È questo il contesto che ha caratterizzato il 45esimo compleanno del Servizio Sanitario Nazionale (SSN), nato il 23 dicembre 1978. Era la legge 833 e il SSN veniva istituito in attuazione dell’art. 32 della Costituzione, che recita così: “La Repubblica tutela la salute come fondamentale diritto dell’individuo e interesse della collettività, e garantisce cure gratuite agli indigenti”. «Il nostro – ha spiegato Nino Cartabellotta, presidente della Fondazione GIMBE – era un modello di sanità pubblica ispirato da principi di equità e universalismo. Principi ampiamente traditi. Perché la vita quotidiana delle persone, in particolare quelle meno abbienti, è sempre più condizionata dalla mancata esigibilità di un diritto fondamentale, quello alla salute».
Zona retrocessione
I numeri, come si suol dire, parlano chiaro: secondo “Health at a Glance”, la pubblicazione di Ocse che ogni anno raccoglie statistiche economiche e medico sanitarie dei Paesi aderenti, tra 2022 e 2023 la riduzione dell’aspettativa di vita, in Italia (oggi è di 82,7 anni), ci ha fatto scivolare dal terzo al nono posto. Sono sempre di più i decessi causati dall’inquinamento e, quanto a spesa sanitaria, siamo in piena ‘zona retrocessione’, con una spesa pro capite a parità di potere d’acquisto di 4.291 dollari, un po’ meno dei 4.986 della media di tutti i Paesi occidentali, ma anche la metà degli 8 mila dei tedeschi e un terzo in meno dei francesi.

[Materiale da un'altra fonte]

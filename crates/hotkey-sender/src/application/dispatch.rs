//! HotKeyDispatcher: the boolean surface a binding layer exposes to callers.
//!
//! Host-language bindings publish one callable per catalog name and can only
//! marshal a success flag back.  The dispatcher is that contract: every call
//! is synchronous, every failure (rejected injection or unknown name) is
//! logged and collapsed to `false`, and nothing panics.

use hotkey_core::{HotKey, KeyAction, Modifier};
use tracing::warn;

use super::inject_keys::{InjectionEngine, InjectionError};

/// Name-based front end over an [`InjectionEngine`].
#[derive(Clone)]
pub struct HotKeyDispatcher {
    engine: InjectionEngine,
}

impl HotKeyDispatcher {
    pub fn new(engine: InjectionEngine) -> Self {
        Self { engine }
    }

    pub fn engine(&self) -> &InjectionEngine {
        &self.engine
    }

    /// Invokes the action published under `name`.
    ///
    /// Returns `true` only if the name is in the catalog and the OS accepted
    /// every event.
    pub fn invoke(&self, name: &str) -> bool {
        match self.engine.catalog().lookup(name) {
            Ok(action) => self.run(action),
            Err(e) => {
                warn!(name, "binding called outside the catalog: {e}");
                false
            }
        }
    }

    /// `press(<key>)`.
    pub fn press(&self, key: HotKey) -> bool {
        self.run(KeyAction::Press(key))
    }

    /// `holdModifier(<control|alt>)`.
    pub fn hold_modifier(&self, modifier: Modifier) -> bool {
        self.run(KeyAction::Hold(modifier))
    }

    /// `releaseModifier(<control|alt>)`.
    pub fn release_modifier(&self, modifier: Modifier) -> bool {
        self.run(KeyAction::Release(modifier))
    }

    /// Every name a binding layer should publish, in stable order.
    pub fn published_names(&self) -> impl Iterator<Item = &'static str> + '_ {
        self.engine.catalog().entries().map(|(action, _)| action.name())
    }

    fn run(&self, action: KeyAction) -> bool {
        match self.engine.execute(action) {
            Ok(()) => true,
            Err(InjectionError::Rejected { accepted, requested, .. }) => {
                warn!(%action, accepted, requested, "simulated key had no effect");
                false
            }
            Err(e) => {
                warn!(%action, "action failed: {e}");
                false
            }
        }
    }
}

// ── Tests ─────────────────────────────────────────────────────────────────────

Mentre affonda il SSN, c’è chi invece naviga a gonfie vele. Sono i Fondi sanitari integrativi che, da definizione, a fronte di una quota d’iscrizione e di un versamento fisso, dovrebbero erogare prestazioni non coperte dal SSN. L’odontoiatria, per esempio, o le protesi acustiche. Oggi in Italia ce ne sono oltre 300, per un totale di 15 milioni di iscritti. Ma qual è la genesi di questi fondi? Di fatto, la legge 833 faceva riferimento alla possibilità, per il cittadino, di integrare le prestazioni pubbliche non solo attraverso il ricorso al mercato sanitario, ma anche mediante la partecipazione alla mutualità volontaria. Nel 1992 venne aumentato il loro raggio d’azione e da un’assistenza integrativa si passò a un’assistenza sostitutiva: oggi per il 20% devono coprire prestazioni integrative, per il restante 80%possono fare ciò che vogliono.
I fondi integrativi
Buona parte dei 15 milioni di cittadini che hanno sotto scritto un Fondo sanitario integrativo appartengono a grandi categorie di lavoratori: metalmeccanici, giornalisti, alcune categorie di commercianti, solo per fare qualche esempio. Sempre più spesso, poi, sono le aziende che includono nel contratto nazionale l’iscrizione a un particolare fondo: l’adesione, a quel punto, da volontaria diventa obbligatoria. Cosa significa questo? Che i cittadini pagano due volte: per il SSN e per il Fondo. A questo quadro desolante si aggiunge un ulteriore tassello, ben approfondito da una recente puntata della trasmissione Report: se i piani integrativi sanitari, sempre più diffusi, dipendono dal contratto di lavoro, significa anche che più i contratti sono forti e gli stipendi alti, più è ricco l’elenco delle prestazioni erogabili. Insomma, un dirigente potrà curarsi meglio di un operaio. Ma non è tutto: sempre più spesso i fondi sono gestiti da realtà assicurative, tendenzialmente per una questione di coperture finanziarie. Come ha ben sintetizzato Rosy Bindi nel servizio di Report che, ai tempi del suo mandato come ministra della Salute dal 1996 al 2000 (governo Prodi), provò a mettere un freno a questa deriva privatistica, il gap è tutto qui: «Il SSN ha tutto l’interesse che i cittadini stiano bene; le assicurazioni che i cittadini siano malati. È un sistema che può reggere?». La risposta è tanto ovvia quanto angosciante: ogni anno nel nostro Paese spendiamo 164 miliardi per curarci, di cui 40 nella sanità privata e 4,5 nei Fondi sanitari integrativi. Ecco quanto è ampio il loro – preoccupante– margine di crescita.